Task prompt
Below are records. Copy every line with "against" in it.

:: Input material ::

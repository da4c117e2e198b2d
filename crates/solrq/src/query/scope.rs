use crate::{
    error::QueryError,
    query::{
        escape::escape,
        expr::{self, Expr},
        facet::FacetQuery,
        field::{self, DynamicBase},
        params::{PageSpec, SearchParams},
        restriction::Restriction,
        sort::{self, SortClause, SortDirection},
    },
    value::FieldValue,
};
use solrq_schema::{EntityInfo, Schema};

///
/// Search
///
/// Top-level query scope. Owns the restriction forest, sort list, facet
/// rows, entity set, and pagination for one query build. Restrictions,
/// sorts, and facets accumulate through sequential calls; `params`
/// serializes the finished scope tree in a single pass.
///
/// Nested blocks (`dynamic`, `facet`) run a closure against a sub-scope
/// that exposes only the operations legal at that nesting level; pagination,
/// for example, exists on this type alone.
///

#[derive(Debug)]
pub struct Search<'a> {
    entities: Vec<&'a EntityInfo>,
    restrictions: Vec<Restriction>,
    sort: Vec<SortClause>,
    facets: Vec<FacetQuery>,
    page: Option<PageSpec>,
}

impl<'a> Search<'a> {
    /// Open a search over one or more registered entity types.
    pub fn new(schema: &'a Schema, entities: &[&str]) -> Result<Self, QueryError> {
        if entities.is_empty() {
            return Err(QueryError::AmbiguousRestriction {
                reason: "a search must target at least one entity type".to_string(),
            });
        }

        let entities = entities
            .iter()
            .map(|name| {
                schema
                    .entity(name)
                    .ok_or_else(|| QueryError::UnrecognizedEntity {
                        entity: (*name).to_string(),
                    })
            })
            .collect::<Result<Vec<_>, _>>()?;

        Ok(Self {
            entities,
            restrictions: Vec::new(),
            sort: Vec::new(),
            facets: Vec::new(),
            page: None,
        })
    }

    /// Attach a restriction expression as one top-level filter group.
    pub fn filter(&mut self, expr: Expr) -> Result<&mut Self, QueryError> {
        let restriction = expr.resolve(&self.entities, None)?;
        self.restrictions.push(restriction);
        Ok(self)
    }

    /// Equality sugar for [`Self::filter`].
    pub fn with(&mut self, field: &str, value: impl FieldValue) -> Result<&mut Self, QueryError> {
        self.filter(expr::eq(field, value))
    }

    /// Negated-equality sugar for [`Self::filter`].
    pub fn without(
        &mut self,
        field: &str,
        value: impl FieldValue,
    ) -> Result<&mut Self, QueryError> {
        self.filter(expr::ne(field, value))
    }

    /// Open a dynamic-field block over `base`. The base must be declared by
    /// every targeted entity type; the check runs before the block does.
    pub fn dynamic<F>(&mut self, base: &str, f: F) -> Result<&mut Self, QueryError>
    where
        F: FnOnce(&mut DynamicScope<'a>) -> Result<(), QueryError>,
    {
        let base = DynamicBase::resolve(&self.entities, base)?;
        let mut scope = DynamicScope::new(self.entities.clone(), base);
        f(&mut scope)?;

        let DynamicScope {
            restrictions,
            sort,
            facets,
            ..
        } = scope;

        // the block's restrictions flush as one node so grouping intent
        // survives into the parent forest
        match restrictions.len() {
            0 => {}
            1 => self
                .restrictions
                .extend(restrictions),
            _ => self.restrictions.push(Restriction::And(restrictions)),
        }
        self.sort.extend(sort);
        self.facets.extend(facets);

        Ok(self)
    }

    /// Open a facet block named `name`.
    pub fn facet<F>(&mut self, name: impl Into<String>, f: F) -> Result<&mut Self, QueryError>
    where
        F: FnOnce(&mut FacetScope<'a>) -> Result<(), QueryError>,
    {
        let mut scope = FacetScope::new(self.entities.clone(), name.into(), None);
        f(&mut scope)?;

        self.facets.extend(scope.rows);
        Ok(self)
    }

    /// Append a sort clause; append order is precedence order.
    pub fn order_by(
        &mut self,
        field: &str,
        direction: SortDirection,
    ) -> Result<&mut Self, QueryError> {
        let field = field::resolve_static(&self.entities, field)?;
        self.sort.push(SortClause::new(field, direction));
        Ok(self)
    }

    /// Select a result page. Pages are 1-based; zero is treated as the
    /// first page.
    pub fn paginate(&mut self, page: u32, per_page: u32) -> &mut Self {
        self.page = Some(PageSpec {
            page: page.max(1),
            per_page,
        });
        self
    }

    /// Serialize the finished scope tree into wire parameters.
    #[must_use]
    pub fn params(&self) -> SearchParams {
        let mut filter_queries = Vec::with_capacity(self.restrictions.len() + 1);
        filter_queries.push(type_restriction(&self.entities));
        filter_queries.extend(self.restrictions.iter().map(Restriction::to_filter));

        SearchParams {
            filter_queries,
            sort: sort::render_sort(&self.sort),
            facet_queries: self.facets.iter().map(FacetQuery::to_query).collect(),
            start: self.page.map(PageSpec::start),
            rows: self.page.map(|p| p.per_page),
        }
    }

    /// Facet rows accumulated so far, in declaration order.
    #[must_use]
    pub fn facets(&self) -> &[FacetQuery] {
        &self.facets
    }
}

/// The leading filter restricting results to the targeted entity types.
fn type_restriction(entities: &[&EntityInfo]) -> String {
    match entities {
        [only] => format!("type:{}", escape(only.name())),
        _ => {
            let names: Vec<String> = entities.iter().map(|e| escape(e.name())).collect();
            format!("type:({})", names.join(" OR "))
        }
    }
}

///
/// DynamicScope
///
/// Scope opened by [`Search::dynamic`]. Leaf field names resolve as
/// instance names under the block's base. Sorting and faceting are legal
/// here; pagination is not, and the method accordingly does not exist on
/// this type.
///

#[derive(Debug)]
pub struct DynamicScope<'a> {
    entities: Vec<&'a EntityInfo>,
    base: DynamicBase,
    restrictions: Vec<Restriction>,
    sort: Vec<SortClause>,
    facets: Vec<FacetQuery>,
}

impl<'a> DynamicScope<'a> {
    const fn new(entities: Vec<&'a EntityInfo>, base: DynamicBase) -> Self {
        Self {
            entities,
            base,
            restrictions: Vec::new(),
            sort: Vec::new(),
            facets: Vec::new(),
        }
    }

    /// Attach a restriction; leaf field names are instance names.
    pub fn filter(&mut self, expr: Expr) -> Result<&mut Self, QueryError> {
        let restriction = expr.resolve(&self.entities, Some(&self.base))?;
        self.restrictions.push(restriction);
        Ok(self)
    }

    /// Equality sugar for [`Self::filter`].
    pub fn with(
        &mut self,
        instance: &str,
        value: impl FieldValue,
    ) -> Result<&mut Self, QueryError> {
        self.filter(expr::eq(instance, value))
    }

    /// Negated-equality sugar for [`Self::filter`].
    pub fn without(
        &mut self,
        instance: &str,
        value: impl FieldValue,
    ) -> Result<&mut Self, QueryError> {
        self.filter(expr::ne(instance, value))
    }

    /// Append a sort clause on an instance name under this base.
    pub fn order_by(&mut self, instance: &str, direction: SortDirection) -> &mut Self {
        let field = field::resolve_dynamic(&self.base, instance);
        self.sort.push(SortClause::new(field, direction));
        self
    }

    /// Open a facet block; its rows resolve against this base.
    pub fn facet<F>(&mut self, name: impl Into<String>, f: F) -> Result<&mut Self, QueryError>
    where
        F: FnOnce(&mut FacetScope<'a>) -> Result<(), QueryError>,
    {
        let mut scope = FacetScope::new(
            self.entities.clone(),
            name.into(),
            Some(self.base.clone()),
        );
        f(&mut scope)?;

        self.facets.extend(scope.rows);
        Ok(self)
    }
}

///
/// FacetScope
///
/// Scope opened by `facet` blocks. Only rows can be declared here; each row
/// closes into exactly one facet query. A facet block opened inside a
/// dynamic scope carries that base into its rows, so both nesting shapes
/// serialize identically.
///

#[derive(Debug)]
pub struct FacetScope<'a> {
    entities: Vec<&'a EntityInfo>,
    name: String,
    base: Option<DynamicBase>,
    rows: Vec<FacetQuery>,
}

impl<'a> FacetScope<'a> {
    const fn new(entities: Vec<&'a EntityInfo>, name: String, base: Option<DynamicBase>) -> Self {
        Self {
            entities,
            name,
            base,
            rows: Vec::new(),
        }
    }

    /// Declare one row. The row's restrictions close into a single node; an
    /// empty row is ambiguous and rejected.
    pub fn row<F>(&mut self, label: impl Into<String>, f: F) -> Result<&mut Self, QueryError>
    where
        F: FnOnce(&mut RowScope<'a>) -> Result<(), QueryError>,
    {
        let label = label.into();
        let mut scope = RowScope {
            entities: self.entities.clone(),
            base: self.base.clone(),
            restrictions: Vec::new(),
        };
        f(&mut scope)?;

        let mut restrictions = scope.restrictions;
        let restriction = match restrictions.len() {
            0 => {
                return Err(QueryError::AmbiguousRestriction {
                    reason: format!("facet row '{label}' has no restrictions"),
                });
            }
            1 => restrictions.remove(0),
            _ => Restriction::And(restrictions),
        };

        self.rows
            .push(FacetQuery::new(self.name.clone(), label, restriction));
        Ok(self)
    }
}

///
/// RowScope
///
/// Scope opened by [`FacetScope::row`]. Restrictions only; sorting and
/// pagination have no meaning inside a facet row.
///

#[derive(Debug)]
pub struct RowScope<'a> {
    entities: Vec<&'a EntityInfo>,
    base: Option<DynamicBase>,
    restrictions: Vec<Restriction>,
}

impl RowScope<'_> {
    /// Attach a restriction to this row.
    pub fn filter(&mut self, expr: Expr) -> Result<&mut Self, QueryError> {
        let restriction = expr.resolve(&self.entities, self.base.as_ref())?;
        self.restrictions.push(restriction);
        Ok(self)
    }

    /// Equality sugar for [`Self::filter`].
    pub fn with(&mut self, field: &str, value: impl FieldValue) -> Result<&mut Self, QueryError> {
        self.filter(expr::eq(field, value))
    }

    /// Negated-equality sugar for [`Self::filter`].
    pub fn without(
        &mut self,
        field: &str,
        value: impl FieldValue,
    ) -> Result<&mut Self, QueryError> {
        self.filter(expr::ne(field, value))
    }
}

:::

Answer section
/// Nested blocks (`dynamic`, `facet`) run a closure against a sub-scope
    /// Open a facet block; its rows resolve against this base.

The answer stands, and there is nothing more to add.